REQUIRED WORK
Go through the records below and show every line with the string "crate".

━━━ DATA EXTRACTS

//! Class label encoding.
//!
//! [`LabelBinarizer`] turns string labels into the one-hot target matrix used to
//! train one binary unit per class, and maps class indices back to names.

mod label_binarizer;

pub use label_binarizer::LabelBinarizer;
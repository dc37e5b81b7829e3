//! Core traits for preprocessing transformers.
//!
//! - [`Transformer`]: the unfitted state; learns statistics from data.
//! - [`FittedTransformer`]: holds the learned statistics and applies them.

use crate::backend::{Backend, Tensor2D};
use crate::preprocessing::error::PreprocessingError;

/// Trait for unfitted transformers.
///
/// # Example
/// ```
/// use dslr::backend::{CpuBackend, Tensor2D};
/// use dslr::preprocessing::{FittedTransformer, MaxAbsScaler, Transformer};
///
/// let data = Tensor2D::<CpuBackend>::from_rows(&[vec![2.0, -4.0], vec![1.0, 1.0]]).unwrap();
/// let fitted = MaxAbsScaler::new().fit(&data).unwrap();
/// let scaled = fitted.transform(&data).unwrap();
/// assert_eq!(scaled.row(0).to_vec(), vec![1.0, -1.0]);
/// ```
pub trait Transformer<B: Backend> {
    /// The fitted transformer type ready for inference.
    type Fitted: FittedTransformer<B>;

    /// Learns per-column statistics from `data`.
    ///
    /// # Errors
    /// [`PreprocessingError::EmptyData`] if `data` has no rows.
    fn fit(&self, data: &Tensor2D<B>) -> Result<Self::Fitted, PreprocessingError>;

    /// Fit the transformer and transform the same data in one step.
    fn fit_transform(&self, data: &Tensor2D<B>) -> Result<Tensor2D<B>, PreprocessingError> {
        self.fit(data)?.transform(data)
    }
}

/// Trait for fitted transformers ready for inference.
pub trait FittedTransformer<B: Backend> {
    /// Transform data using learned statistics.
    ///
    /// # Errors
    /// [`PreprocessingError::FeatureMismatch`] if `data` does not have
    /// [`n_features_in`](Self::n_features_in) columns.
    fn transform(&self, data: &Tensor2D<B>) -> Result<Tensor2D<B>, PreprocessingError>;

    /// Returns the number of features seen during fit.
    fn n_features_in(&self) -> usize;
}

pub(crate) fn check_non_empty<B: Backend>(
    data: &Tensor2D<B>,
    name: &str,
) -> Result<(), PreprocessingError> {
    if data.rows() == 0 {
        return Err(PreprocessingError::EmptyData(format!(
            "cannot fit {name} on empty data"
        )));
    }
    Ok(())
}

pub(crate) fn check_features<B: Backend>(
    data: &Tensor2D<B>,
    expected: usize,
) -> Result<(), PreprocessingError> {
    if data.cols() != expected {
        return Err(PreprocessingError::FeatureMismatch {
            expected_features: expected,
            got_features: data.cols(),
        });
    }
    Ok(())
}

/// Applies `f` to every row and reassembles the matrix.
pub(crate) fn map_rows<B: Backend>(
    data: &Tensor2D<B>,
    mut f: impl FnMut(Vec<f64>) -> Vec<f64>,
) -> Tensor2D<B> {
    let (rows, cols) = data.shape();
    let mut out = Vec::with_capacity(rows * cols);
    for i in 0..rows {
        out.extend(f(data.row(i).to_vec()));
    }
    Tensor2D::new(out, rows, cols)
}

━━━━━━

SOLVED PROBLEM
use crate::backend::{Backend, Tensor2D};
use crate::preprocessing::error::PreprocessingError;
pub(crate) fn check_non_empty<B: Backend>(
pub(crate) fn check_features<B: Backend>(
pub(crate) fn map_rows<B: Backend>(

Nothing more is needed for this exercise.